→ Task
Repeat every line of the data verbatim.

** Opening Records supplied block **

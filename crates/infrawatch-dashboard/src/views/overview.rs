//! Overview 화면.
//!
//! 대시보드 통계, 예측 플래그, 서버 메트릭을 한 번에 읽고 성능 요약과 위험 서버 목록을 만든다.

use crate::alerts::error_stat_alerts;
use crate::navigation::{NavigationIntents, ServerFocusIntent};
use crate::staleness::{StaleGuard, Tagged};
use crate::summary::{PerformanceSummary, SummaryService};
use crate::summary_parser::ParsedSummary;
use crate::views::dedup_metrics;
use infrawatch_core::filter::Selection;
use infrawatch_core::models::alert::DisplayAlert;
use infrawatch_core::models::metric::MetricSample;
use infrawatch_core::models::predictive::{Confidence, PredictiveFlag};
use infrawatch_core::models::stats::DashboardStats;
use infrawatch_core::ports::dashboard_api::DashboardApi;
use infrawatch_core::server_naming::global_name;
use std::sync::Arc;
use tracing::debug;

/// 플래그 설명 미리보기 길이
const ISSUE_PREVIEW_CHARS: usize = 100;

/// "Monitoring ..." 문구
pub fn server_count_label(selection: &Selection, count: usize) -> String {
    match (selection.environment_filter(), selection.application_filter()) {
        (None, None) => format!("{count} servers in all environments and all apps"),
        (None, Some(app)) => format!("{count} servers in all environments that host {app}"),
        (Some(env), None) => format!("{count} servers in {env} for all apps"),
        (Some(env), Some(app)) => format!("{count} servers in {env} that host {app}"),
    }
}

/// Good/Warning/Critical 서버 수
#[derive(Debug, Clone, Copy, Default, PartialEq, Eq)]
pub struct HealthBreakdown {
    pub good: u64,
    pub warning: u64,
    pub critical: u64,
}

/// 위험 서버 한 줄
#[derive(Debug, Clone, PartialEq, Eq)]
pub struct RiskLine {
    pub global_name: String,
    pub server: String,
    pub environment: String,
    pub confidence: Confidence,
    pub issue_preview: String,
}

impl From<&PredictiveFlag> for RiskLine {
    fn from(flag: &PredictiveFlag) -> Self {
        Self {
            global_name: global_name(&flag.server_name, &flag.environment),
            server: flag.server_name.clone(),
            environment: flag.environment.clone(),
            confidence: flag.confidence,
            issue_preview: flag.predicted_issue.chars().take(ISSUE_PREVIEW_CHARS).collect(),
        }
    }
}

/// Overview 데이터
#[derive(Debug, Clone, Default)]
pub struct OverviewData {
    pub selection: Selection,
    pub stats: DashboardStats,
    pub flags: Vec<PredictiveFlag>,
    pub metrics: Vec<MetricSample>,
}

impl OverviewData {
    pub fn total_errors(&self) -> u64 {
        self.stats.total_errors()
    }

    pub fn health(&self) -> HealthBreakdown {
        HealthBreakdown {
            good: self.stats.health_count("Good"),
            warning: self.stats.health_count("Warning"),
            critical: self.stats.health_count("Critical"),
        }
    }

    pub fn server_count_label(&self) -> String {
        server_count_label(&self.selection, self.metrics.len())
    }

    pub fn risk_lines(&self) -> Vec<RiskLine> {
        self.flags.iter().map(RiskLine::from).collect()
    }

    pub fn error_alerts(&self) -> Vec<DisplayAlert> {
        error_stat_alerts(&self.stats)
    }

    /// 요약 파서가 지목한 서버 + 예측 플래그 서버 (전역 이름, 중복 없음)
    pub fn critical_servers(&self, parsed: &ParsedSummary) -> Vec<String> {
        let mut servers = parsed.at_risk_servers();
        for line in self.risk_lines() {
            if !servers.contains(&line.global_name) {
                servers.push(line.global_name);
            }
        }
        servers
    }
}

pub struct OverviewView {
    api: Arc<dyn DashboardApi>,
    summaries: SummaryService,
    intents: Arc<NavigationIntents>,
    guard: StaleGuard,
}

impl OverviewView {
    pub fn new(
        api: Arc<dyn DashboardApi>,
        summaries: SummaryService,
        intents: Arc<NavigationIntents>,
        selection: Selection,
    ) -> Self {
        Self {
            api,
            summaries,
            intents,
            guard: StaleGuard::new(selection),
        }
    }

    pub fn set_selection(&self, selection: &Selection) -> bool {
        self.guard.select(selection.clone())
    }

    pub fn selection(&self) -> Selection {
        self.guard.selection()
    }

    pub async fn fetch(&self) -> Tagged<OverviewData> {
        let tag = self.guard.dispatch();
        let selection = &tag.selection;
        let (stats, flags, metrics) = futures::join!(
            self.api.dashboard_stats(selection),
            self.api.predictive_flags(selection),
            self.api.server_metrics(selection),
        );
        debug!(
            "Overview 로드: {selection} (플래그 {}, 메트릭 {})",
            flags.len(),
            metrics.len()
        );
        let data = OverviewData {
            selection: selection.clone(),
            stats,
            flags,
            metrics: dedup_metrics(metrics),
        };
        Tagged::new(tag, data)
    }

    pub fn apply(&self, tagged: Tagged<OverviewData>) -> Option<OverviewData> {
        self.guard.accept(tagged)
    }

    pub async fn load(&self) -> Option<OverviewData> {
        let tagged = self.fetch().await;
        self.apply(tagged)
    }

    /// 성능 요약 (캐시 우선)
    pub async fn summary(&self, data: &OverviewData, force: bool) -> PerformanceSummary {
        self.summaries
            .load(&data.selection, &data.metrics, &data.stats, force)
            .await
    }

    /// 위험 서버 선택 → Server Metrics 화면에서 강조 + 분석 자동 열기
    pub fn focus_server(&self, server: &str, environment: &str) -> ServerFocusIntent {
        let intent = ServerFocusIntent::new(server, environment, true);
        self.intents.publish(intent.clone());
        intent
    }
}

** Closing Records supplied block **

→ Problem solution
filename crates/infrawatch-dashboard/src/views/overview.rs
//! Overview 화면.
//!
//! 대시보드 통계, 예측 플래그, 서버 메트릭을 한 번에 읽고 성능 요약과 위험 서버 목록을 만든다.

use crate::alerts::error_stat_alerts;
use crate::navigation::{NavigationIntents, ServerFocusIntent};
use crate::staleness::{StaleGuard, Tagged};
use crate::summary::{PerformanceSummary, SummaryService};
use crate::summary_parser::ParsedSummary;
use crate::views::dedup_metrics;
use infrawatch_core::filter::Selection;
use infrawatch_core::models::alert::DisplayAlert;
use infrawatch_core::models::metric::MetricSample;
use infrawatch_core::models::predictive::{Confidence, PredictiveFlag};
use infrawatch_core::models::stats::DashboardStats;
use infrawatch_core::ports::dashboard_api::DashboardApi;
use infrawatch_core::server_naming::global_name;
use std::sync::Arc;
use tracing::debug;

/// 플래그 설명 미리보기 길이
const ISSUE_PREVIEW_CHARS: usize = 100;

/// "Monitoring ..." 문구
pub fn server_count_label(selection: &Selection, count: usize) -> String {
    match (selection.environment_filter(), selection.application_filter()) {
        (None, None) => format!("{count} servers in all environments and all apps"),
        (None, Some(app)) => format!("{count} servers in all environments that host {app}"),
        (Some(env), None) => format!("{count} servers in {env} for all apps"),
        (Some(env), Some(app)) => format!("{count} servers in {env} that host {app}"),
    }
}

/// Good/Warning/Critical 서버 수
#[derive(Debug, Clone, Copy, Default, PartialEq, Eq)]
pub struct HealthBreakdown {
    pub good: u64,
    pub warning: u64,
    pub critical: u64,
}

/// 위험 서버 한 줄
#[derive(Debug, Clone, PartialEq, Eq)]
pub struct RiskLine {
    pub global_name: String,
    pub server: String,
    pub environment: String,
    pub confidence: Confidence,
    pub issue_preview: String,
}

impl From<&PredictiveFlag> for RiskLine {
    fn from(flag: &PredictiveFlag) -> Self {
        Self {
            global_name: global_name(&flag.server_name, &flag.environment),
            server: flag.server_name.clone(),
            environment: flag.environment.clone(),
            confidence: flag.confidence,
            issue_preview: flag.predicted_issue.chars().take(ISSUE_PREVIEW_CHARS).collect(),
        }
    }
}

/// Overview 데이터
#[derive(Debug, Clone, Default)]
pub struct OverviewData {
    pub selection: Selection,
    pub stats: DashboardStats,
    pub flags: Vec<PredictiveFlag>,
    pub metrics: Vec<MetricSample>,
}

impl OverviewData {
    pub fn total_errors(&self) -> u64 {
        self.stats.total_errors()
    }

    pub fn health(&self) -> HealthBreakdown {
        HealthBreakdown {
            good: self.stats.health_count("Good"),
            warning: self.stats.health_count("Warning"),
            critical: self.stats.health_count("Critical"),
        }
    }

    pub fn server_count_label(&self) -> String {
        server_count_label(&self.selection, self.metrics.len())
    }

    pub fn risk_lines(&self) -> Vec<RiskLine> {
        self.flags.iter().map(RiskLine::from).collect()
    }

    pub fn error_alerts(&self) -> Vec<DisplayAlert> {
        error_stat_alerts(&self.stats)
    }

    /// 요약 파서가 지목한 서버 + 예측 플래그 서버 (전역 이름, 중복 없음)
    pub fn critical_servers(&self, parsed: &ParsedSummary) -> Vec<String> {
        let mut servers = parsed.at_risk_servers();
        for line in self.risk_lines() {
            if !servers.contains(&line.global_name) {
                servers.push(line.global_name);
            }
        }
        servers
    }
}

pub struct OverviewView {
    api: Arc<dyn DashboardApi>,
    summaries: SummaryService,
    intents: Arc<NavigationIntents>,
    guard: StaleGuard,
}

impl OverviewView {
    pub fn new(
        api: Arc<dyn DashboardApi>,
        summaries: SummaryService,
        intents: Arc<NavigationIntents>,
        selection: Selection,
    ) -> Self {
        Self {
            api,
            summaries,
            intents,
            guard: StaleGuard::new(selection),
        }
    }

    pub fn set_selection(&self, selection: &Selection) -> bool {
        self.guard.select(selection.clone())
    }

    pub fn selection(&self) -> Selection {
        self.guard.selection()
    }

    pub async fn fetch(&self) -> Tagged<OverviewData> {
        let tag = self.guard.dispatch();
        let selection = &tag.selection;
        let (stats, flags, metrics) = futures::join!(
            self.api.dashboard_stats(selection),
            self.api.predictive_flags(selection),
            self.api.server_metrics(selection),
        );
        debug!(
            "Overview 로드: {selection} (플래그 {}, 메트릭 {})",
            flags.len(),
            metrics.len()
        );
        let data = OverviewData {
            selection: selection.clone(),
            stats,
            flags,
            metrics: dedup_metrics(metrics),
        };
        Tagged::new(tag, data)
    }

    pub fn apply(&self, tagged: Tagged<OverviewData>) -> Option<OverviewData> {
        self.guard.accept(tagged)
    }

    pub async fn load(&self) -> Option<OverviewData> {
        let tagged = self.fetch().await;
        self.apply(tagged)
    }

    /// 성능 요약 (캐시 우선)
    pub async fn summary(&self, data: &OverviewData, force: bool) -> PerformanceSummary {
        self.summaries
            .load(&data.selection, &data.metrics, &data.stats, force)
            .await
    }

    /// 위험 서버 선택 → Server Metrics 화면에서 강조 + 분석 자동 열기
    pub fn focus_server(&self, server: &str, environment: &str) -> ServerFocusIntent {
        let intent = ServerFocusIntent::new(server, environment, true);
        self.intents.publish(intent.clone());
        intent
    }
}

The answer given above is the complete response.